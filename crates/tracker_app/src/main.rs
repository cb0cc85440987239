mod platform;

fn main() -> anyhow::Result<()> {
    platform::run_app()
}
use std::sync::mpsc;
use std::thread;
use std::time::Duration;

use tokio::sync::mpsc as tokio_mpsc;
use tracker_core::{
    Job, JobChange, JobDraft, JobFilter, OperationKind, Outcome, RecordId, ReconcileState,
    Settlement, SettledStatus,
};
use tracker_logging::{tracker_debug, tracker_warn};

use crate::{
    ClientSettings, CollectionSink, CreateJob, DeleteJob, EngineError, JobsClient, MissingTarget,
    Options, ReconcileError, Reconciler, RemoteError, UpdateJob,
};

enum EngineCommand {
    Refresh {
        filter: JobFilter,
    },
    Create {
        snapshot: Vec<Job>,
        draft: JobDraft,
    },
    Update {
        snapshot: Vec<Job>,
        id: RecordId,
        change: JobChange,
    },
    Delete {
        snapshot: Vec<Job>,
        id: RecordId,
    },
}

#[derive(Debug, Clone, PartialEq, Eq)]
pub enum EngineEvent {
    /// Result of a listing request.
    Loaded(Result<Vec<Job>, RemoteError>),
    /// A whole collection published by the reconciler.
    Published(ReconcileState<Job>),
    /// Terminal outcome of a create/update/delete.
    Settled(Settlement),
}

struct EventSink {
    tx: mpsc::Sender<EngineEvent>,
}

impl CollectionSink<Job> for EventSink {
    fn publish(&self, state: ReconcileState<Job>) {
        let _ = self.tx.send(EngineEvent::Published(state));
    }
}

/// Runs jobs API work on a background runtime, one command at a time.
pub struct EngineHandle {
    cmd_tx: tokio_mpsc::UnboundedSender<EngineCommand>,
    event_rx: mpsc::Receiver<EngineEvent>,
}

impl EngineHandle {
    pub fn new(settings: ClientSettings) -> Result<Self, EngineError> {
        let client = JobsClient::new(settings)?;
        let runtime = tokio::runtime::Runtime::new()?;
        let (cmd_tx, mut cmd_rx) = tokio_mpsc::unbounded_channel();
        let (event_tx, event_rx) = mpsc::channel();

        thread::spawn(move || {
            let reconciler = Reconciler::new(EventSink {
                tx: event_tx.clone(),
            });
            runtime.block_on(async move {
                // Awaiting each command before the next keeps collection mutations serialized.
                while let Some(command) = cmd_rx.recv().await {
                    handle_command(&client, &reconciler, command, &event_tx).await;
                }
            });
        });

        Ok(Self { cmd_tx, event_rx })
    }

    pub fn refresh(&self, filter: JobFilter) {
        self.send(EngineCommand::Refresh { filter });
    }

    pub fn create(&self, snapshot: Vec<Job>, draft: JobDraft) {
        self.send(EngineCommand::Create { snapshot, draft });
    }

    pub fn update(&self, snapshot: Vec<Job>, id: RecordId, change: impl Into<JobChange>) {
        self.send(EngineCommand::Update {
            snapshot,
            id,
            change: change.into(),
        });
    }

    pub fn delete(&self, snapshot: Vec<Job>, id: RecordId) {
        self.send(EngineCommand::Delete { snapshot, id });
    }

    pub fn try_recv(&self) -> Option<EngineEvent> {
        self.event_rx.try_recv().ok()
    }

    pub fn recv_timeout(&self, timeout: Duration) -> Option<EngineEvent> {
        self.event_rx.recv_timeout(timeout).ok()
    }

    fn send(&self, command: EngineCommand) {
        if self.cmd_tx.send(command).is_err() {
            tracker_warn!("engine thread has stopped; command dropped");
        }
    }
}

async fn handle_command(
    client: &JobsClient,
    reconciler: &Reconciler<EventSink>,
    command: EngineCommand,
    event_tx: &mpsc::Sender<EngineEvent>,
) {
    let event = match command {
        EngineCommand::Refresh { filter } => {
            let result = client.list_jobs(&filter).await;
            if let Ok(jobs) = &result {
                tracker_debug!("loaded {} jobs", jobs.len());
            }
            EngineEvent::Loaded(result)
        }
        EngineCommand::Create { snapshot, draft } => {
            let result = reconciler
                .create(&snapshot, &CreateJob::new(client), draft, Options::new())
                .await;
            EngineEvent::Settled(settlement(OperationKind::Create, result))
        }
        EngineCommand::Update {
            snapshot,
            id,
            change,
        } => {
            // Every job endpoint needs a saved job, so a missing one cannot proceed.
            let remote = UpdateJob::new(client, id.clone(), &change);
            let options = Options::new().missing_target(MissingTarget::Reject);
            let result = reconciler
                .update(&snapshot, &remote, &change, |job| &job.id, &id, options)
                .await;
            EngineEvent::Settled(settlement(OperationKind::Update, result))
        }
        EngineCommand::Delete { snapshot, id } => {
            let result = reconciler
                .delete(&snapshot, &DeleteJob::new(client), |job| &job.id, &id, Options::new())
                .await;
            EngineEvent::Settled(settlement(OperationKind::Delete, result))
        }
    };
    let _ = event_tx.send(event);
}

fn settlement(kind: OperationKind, result: Result<Outcome<Job>, ReconcileError>) -> Settlement {
    match result {
        Ok(outcome) => outcome.settlement(),
        Err(err) => Settlement {
            kind,
            status: SettledStatus::Failed {
                reason: err.to_string(),
            },
        },
    }
}
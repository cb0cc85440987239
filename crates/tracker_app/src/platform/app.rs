use std::time::Duration;

use anyhow::{anyhow, bail, Context};
use clap::Parser;
use tracker_core::{update, DashboardState, Msg, NoticeLevel};
use tracker_logging::{tracker_error, tracker_info};

use super::cli::{Cli, Command};
use super::effects::{self, EffectRunner};
use super::{config, logging, render};

pub fn run_app() -> anyhow::Result<()> {
    let cli = Cli::parse();
    let config = config::load(&cli.config)?;
    logging::initialize(config.log);
    tracker_info!("Using jobs API at {}", config.base_url);

    let runner = EffectRunner::new(config.client_settings()).context("starting engine")?;
    // The client enforces its own timeouts; this only guards against a stalled engine.
    let wait = Duration::from_secs(config.connect_timeout_secs + config.request_timeout_secs + 5);
    let mut session = Session::new(runner, wait);

    let show_stats = matches!(cli.command, Command::Stats);
    for msg in cli.command.into_messages() {
        session.dispatch(msg)?;
    }

    let view = session.state.view();
    print!("{}", render::render(&view, show_stats));
    match view.notice {
        Some(notice) if notice.level == NoticeLevel::Error => {
            tracker_error!("{}", notice.text);
            bail!(notice.text)
        }
        _ => Ok(()),
    }
}

struct Session {
    state: DashboardState,
    runner: EffectRunner,
    wait: Duration,
}

impl Session {
    fn new(runner: EffectRunner, wait: Duration) -> Self {
        Self {
            state: DashboardState::new(),
            runner,
            wait,
        }
    }

    /// Applies `msg` and pumps engine events until every effect it caused has settled.
    fn dispatch(&mut self, msg: Msg) -> anyhow::Result<()> {
        let mut outstanding = self.apply(msg);
        while outstanding > 0 {
            let msg = self
                .runner
                .next_msg(self.wait)
                .ok_or_else(|| anyhow!("timed out waiting for the jobs API"))?;
            if effects::is_terminal(&msg) {
                outstanding -= 1;
            }
            outstanding += self.apply(msg);
        }
        Ok(())
    }

    fn apply(&mut self, msg: Msg) -> usize {
        let state = std::mem::take(&mut self.state);
        let (state, effects) = update(state, msg);
        self.state = state;
        self.runner.enqueue(effects)
    }
}
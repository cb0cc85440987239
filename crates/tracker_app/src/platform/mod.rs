mod app;
mod cli;
mod config;
mod effects;
mod logging;
mod render;

pub use app::run_app;
use std::fmt;

use crate::TempId;

#[derive(Debug, Clone, Copy, PartialEq, Eq)]
pub enum OperationKind {
    Create,
    Update,
    Delete,
}

impl fmt::Display for OperationKind {
    fn fmt(&self, f: &mut fmt::Formatter<'_>) -> fmt::Result {
        match self {
            OperationKind::Create => f.write_str("create"),
            OperationKind::Update => f.write_str("update"),
            OperationKind::Delete => f.write_str("delete"),
        }
    }
}

/// What a pending operation points at.
#[derive(Debug, Clone, PartialEq, Eq)]
pub enum PendingTarget {
    /// Key value of an existing entity, rendered for diagnostics.
    Existing(String),
    /// Placeholder inserted by an optimistic create.
    Temporary(TempId),
}

impl fmt::Display for PendingTarget {
    fn fmt(&self, f: &mut fmt::Formatter<'_>) -> fmt::Result {
        match self {
            PendingTarget::Existing(key) => f.write_str(key),
            PendingTarget::Temporary(temp) => temp.fmt(f),
        }
    }
}

/// One in-flight mutation and the collection as it was before it.
///
/// Settling consumes the operation, so a success and a rollback can never
/// both be applied.
#[derive(Debug)]
pub struct PendingOperation<T> {
    kind: OperationKind,
    target: PendingTarget,
    snapshot: Vec<T>,
}

impl<T> PendingOperation<T> {
    pub fn new(kind: OperationKind, target: PendingTarget, snapshot: Vec<T>) -> Self {
        Self {
            kind,
            target,
            snapshot,
        }
    }

    pub fn kind(&self) -> OperationKind {
        self.kind
    }

    pub fn target(&self) -> &PendingTarget {
        &self.target
    }

    pub fn snapshot(&self) -> &[T] {
        &self.snapshot
    }

    pub fn reconcile(self, collection: Vec<T>) -> Outcome<T> {
        Outcome {
            kind: self.kind,
            status: OutcomeStatus::Reconciled,
            collection,
        }
    }

    pub fn roll_back(self, reason: impl Into<String>) -> Outcome<T> {
        Outcome {
            kind: self.kind,
            status: OutcomeStatus::RolledBack {
                reason: reason.into(),
            },
            collection: self.snapshot,
        }
    }

    /// Gives the snapshot back when the failure is handed to the caller instead.
    pub fn abandon(self) -> Vec<T> {
        self.snapshot
    }
}

#[derive(Debug, Clone, PartialEq, Eq)]
pub enum OutcomeStatus {
    Reconciled,
    RolledBack { reason: String },
}

/// Terminal result of a reconciled mutation.
#[derive(Debug, Clone, PartialEq, Eq)]
pub struct Outcome<T> {
    pub kind: OperationKind,
    pub status: OutcomeStatus,
    pub collection: Vec<T>,
}

impl<T> Outcome<T> {
    pub fn is_reconciled(&self) -> bool {
        self.status == OutcomeStatus::Reconciled
    }

    pub fn is_rolled_back(&self) -> bool {
        matches!(self.status, OutcomeStatus::RolledBack { .. })
    }

    pub fn settlement(&self) -> Settlement {
        let status = match &self.status {
            OutcomeStatus::Reconciled => SettledStatus::Reconciled,
            OutcomeStatus::RolledBack { reason } => SettledStatus::RolledBack {
                reason: reason.clone(),
            },
        };
        Settlement {
            kind: self.kind,
            status,
        }
    }
}

/// Collection-free summary of how an operation ended, for the dashboard.
#[derive(Debug, Clone, PartialEq, Eq)]
pub struct Settlement {
    pub kind: OperationKind,
    pub status: SettledStatus,
}

#[derive(Debug, Clone, PartialEq, Eq)]
pub enum SettledStatus {
    Reconciled,
    RolledBack { reason: String },
    /// The failure was handed back to the caller without a rollback outcome.
    Failed { reason: String },
}

/// What the rendering layer observes: a whole collection and the busy flag.
#[derive(Debug, Clone, PartialEq, Eq)]
pub struct ReconcileState<T> {
    pub collection: Vec<T>,
    pub is_updating: bool,
}

impl<T> ReconcileState<T> {
    pub fn idle(collection: Vec<T>) -> Self {
        Self {
            collection,
            is_updating: false,
        }
    }
}

impl<T> Default for ReconcileState<T> {
    fn default() -> Self {
        Self::idle(Vec::new())
    }
}
//! Event emitter and dispatch helpers
//!
//! `EventEmitter` maps event names to listeners. `PropertyMapper` dispatches an
//! event to the callback registered for the value of one of its fields, and
//! `redirect` builds a listener that re-emits events on another emitter.

use std::collections::HashMap;
use std::hash::Hash;
use std::sync::atomic::{AtomicU64, Ordering};
use std::sync::{Arc, Mutex, RwLock};

use crate::lock::{mutex_lock, read_lock, write_lock};

/// Callback invoked with an event
pub type Listener<T> = Arc<dyn Fn(&T) + Send + Sync>;

/// Identifies a registered listener so it can be removed again
#[derive(Debug, Clone, Copy, PartialEq, Eq, Hash)]
pub struct ListenerId(u64);

/// Emits named events to registered listeners
pub struct EventEmitter<T> {
    mappings: Mutex<HashMap<String, Vec<(ListenerId, Listener<T>)>>>,
    next_id: AtomicU64,
}

impl<T> Default for EventEmitter<T> {
    fn default() -> Self {
        Self {
            mappings: Mutex::new(HashMap::new()),
            next_id: AtomicU64::new(0),
        }
    }
}

impl<T> EventEmitter<T> {
    pub fn new() -> Self {
        Self::default()
    }

    /// Attaches a listener to the named event
    pub fn listen<L>(&self, name: &str, listener: L) -> ListenerId
    where
        L: Fn(&T) + Send + Sync + 'static,
    {
        self.listen_shared(name, Arc::new(listener))
    }

    /// Attaches an already shared listener to the named event
    pub fn listen_shared(&self, name: &str, listener: Listener<T>) -> ListenerId {
        let id = ListenerId(self.next_id.fetch_add(1, Ordering::Relaxed));
        mutex_lock(&self.mappings, "events.listen")
            .entry(name.to_string())
            .or_default()
            .push((id, listener));
        id
    }

    /// Removes a listener; returns whether it was attached to `name`
    pub fn unlisten(&self, name: &str, id: ListenerId) -> bool {
        let mut mappings = mutex_lock(&self.mappings, "events.unlisten");
        let Some(listeners) = mappings.get_mut(name) else {
            return false;
        };
        let before = listeners.len();
        listeners.retain(|(listener_id, _)| *listener_id != id);
        before != listeners.len()
    }

    /// Calls every listener of the named event, returning how many were called
    ///
    /// Listeners run outside the internal lock, so they may listen, unlisten or
    /// emit on the same emitter.
    pub fn emit(&self, name: &str, event: &T) -> usize {
        let listeners: Vec<Listener<T>> = mutex_lock(&self.mappings, "events.emit")
            .get(name)
            .map(|listeners| listeners.iter().map(|(_, l)| Arc::clone(l)).collect())
            .unwrap_or_default();

        for listener in &listeners {
            listener(event);
        }
        listeners.len()
    }

    /// Number of listeners attached to the named event
    pub fn listener_count(&self, name: &str) -> usize {
        mutex_lock(&self.mappings, "events.listener_count")
            .get(name)
            .map_or(0, Vec::len)
    }
}

/// Dispatches events by the value of one of their properties
pub struct PropertyMapper<K, T> {
    property: Box<dyn Fn(&T) -> K + Send + Sync>,
    mappings: RwLock<HashMap<K, Listener<T>>>,
}

impl<K, T> PropertyMapper<K, T>
where
    K: Eq + Hash + Send + Sync + 'static,
    T: 'static,
{
    /// Creates a mapper keyed by the value `property` extracts from an event
    pub fn new<P>(property: P) -> Self
    where
        P: Fn(&T) -> K + Send + Sync + 'static,
    {
        Self {
            property: Box::new(property),
            mappings: RwLock::new(HashMap::new()),
        }
    }

    /// Sets or overwrites the callback for a property value
    pub fn set<L>(&self, value: K, callback: L)
    where
        L: Fn(&T) + Send + Sync + 'static,
    {
        write_lock(&self.mappings, "mapper.set").insert(value, Arc::new(callback));
    }

    /// Removes the callback for a property value, if any
    pub fn delete(&self, value: &K) -> bool {
        write_lock(&self.mappings, "mapper.delete")
            .remove(value)
            .is_some()
    }

    pub fn clear(&self) {
        write_lock(&self.mappings, "mapper.clear").clear();
    }

    /// Calls the callback mapped to the event's property value.
    ///
    /// Returns false, doing nothing, when the value is not mapped.
    pub fn dispatch(&self, event: &T) -> bool {
        let key = (self.property)(event);
        let callback = read_lock(&self.mappings, "mapper.dispatch")
            .get(&key)
            .cloned();
        match callback {
            Some(callback) => {
                callback(event);
                true
            }
            None => false,
        }
    }

    /// Turns the mapper into a listener for an `EventEmitter`
    pub fn into_listener(self: Arc<Self>) -> Listener<T>
    where
        T: Send + Sync,
    {
        Arc::new(move |event: &T| {
            self.dispatch(event);
        })
    }
}

/// Builds a listener that re-emits every event as `name` on `destination`
pub fn redirect<T>(destination: Arc<EventEmitter<T>>, name: &str) -> Listener<T>
where
    T: Send + Sync + 'static,
{
    let name = name.to_string();
    Arc::new(move |event: &T| {
        destination.emit(&name, event);
    })
}

#[cfg(test)]
mod tests {
    use super::*;
    use std::sync::atomic::AtomicUsize;

    #[derive(Debug)]
    struct KeyEvent {
        key: &'static str,
    }

    #[test]
    fn test_emit_calls_listeners_of_that_event_only() {
        let emitter = EventEmitter::<i32>::new();
        let total = Arc::new(AtomicUsize::new(0));

        let t = Arc::clone(&total);
        emitter.listen("add", move |n| {
            t.fetch_add(*n as usize, Ordering::SeqCst);
        });
        emitter.listen("other", |_| panic!("wrong event"));

        assert_eq!(emitter.emit("add", &5), 1);
        assert_eq!(emitter.emit("add", &2), 1);
        assert_eq!(emitter.emit("missing", &1), 0);
        assert_eq!(total.load(Ordering::SeqCst), 7);
    }

    #[test]
    fn test_unlisten_removes_only_that_listener() {
        let emitter = EventEmitter::<()>::new();
        let first = emitter.listen("tick", |_| {});
        emitter.listen("tick", |_| {});

        assert!(emitter.unlisten("tick", first));
        assert!(!emitter.unlisten("tick", first));
        assert!(!emitter.unlisten("never", first));
        assert_eq!(emitter.listener_count("tick"), 1);
    }

    #[test]
    fn test_listener_may_emit_reentrantly() {
        let emitter = Arc::new(EventEmitter::<u32>::new());
        let seen = Arc::new(AtomicUsize::new(0));

        let inner = Arc::clone(&emitter);
        emitter.listen("outer", move |n| {
            inner.emit("inner", n);
        });
        let s = Arc::clone(&seen);
        emitter.listen("inner", move |_| {
            s.fetch_add(1, Ordering::SeqCst);
        });

        emitter.emit("outer", &1);
        assert_eq!(seen.load(Ordering::SeqCst), 1);
    }

    #[test]
    fn test_property_mapper_dispatches_by_value() {
        let mapper = PropertyMapper::new(|event: &KeyEvent| event.key);
        let hits = Arc::new(AtomicUsize::new(0));

        let h = Arc::clone(&hits);
        mapper.set("Enter", move |_| {
            h.fetch_add(1, Ordering::SeqCst);
        });

        assert!(mapper.dispatch(&KeyEvent { key: "Enter" }));
        assert!(!mapper.dispatch(&KeyEvent { key: "Escape" }));
        assert_eq!(hits.load(Ordering::SeqCst), 1);

        assert!(mapper.delete(&"Enter"));
        assert!(!mapper.dispatch(&KeyEvent { key: "Enter" }));
    }

    #[test]
    fn test_property_mapper_clear() {
        let mapper = PropertyMapper::new(|event: &KeyEvent| event.key);
        mapper.set("a", |_| {});
        mapper.set("b", |_| {});
        mapper.clear();

        assert!(!mapper.dispatch(&KeyEvent { key: "a" }));
        assert!(!mapper.dispatch(&KeyEvent { key: "b" }));
    }

    #[test]
    fn test_mapper_as_emitter_listener() {
        let emitter = EventEmitter::<KeyEvent>::new();
        let mapper = Arc::new(PropertyMapper::new(|event: &KeyEvent| event.key));
        let hits = Arc::new(AtomicUsize::new(0));

        let h = Arc::clone(&hits);
        mapper.set("Space", move |_| {
            h.fetch_add(1, Ordering::SeqCst);
        });
        emitter.listen_shared("keydown", Arc::clone(&mapper).into_listener());

        emitter.emit("keydown", &KeyEvent { key: "Space" });
        emitter.emit("keydown", &KeyEvent { key: "Tab" });
        assert_eq!(hits.load(Ordering::SeqCst), 1);
    }

    #[test]
    fn test_redirect_re_emits_on_destination() {
        let source = EventEmitter::<String>::new();
        let destination = Arc::new(EventEmitter::<String>::new());
        let received = Arc::new(Mutex::new(Vec::new()));

        let r = Arc::clone(&received);
        destination.listen("log", move |msg: &String| {
            r.lock().unwrap().push(msg.clone());
        });
        source.listen_shared("message", redirect(Arc::clone(&destination), "log"));

        source.emit("message", &"hello".to_string());
        assert_eq!(*received.lock().unwrap(), vec!["hello".to_string()]);
    }
}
───
### Exercise directions
Reproduce exactly, and only, the part of the listing above that begins at the line with "pub type Listener<T>" and goes on through the line with "a listener to the named event".

### Written response
pub type Listener<T> = Arc<dyn Fn(&T) + Send + Sync>;

/// Identifies a registered listener so it can be removed again
#[derive(Debug, Clone, Copy, PartialEq, Eq, Hash)]
pub struct ListenerId(u64);

/// Emits named events to registered listeners
pub struct EventEmitter<T> {
    mappings: Mutex<HashMap<String, Vec<(ListenerId, Listener<T>)>>>,
    next_id: AtomicU64,
}

impl<T> Default for EventEmitter<T> {
    fn default() -> Self {
        Self {
            mappings: Mutex::new(HashMap::new()),
            next_id: AtomicU64::new(0),
        }
    }
}

impl<T> EventEmitter<T> {
    pub fn new() -> Self {
        Self::default()
    }

    /// Attaches a listener to the named event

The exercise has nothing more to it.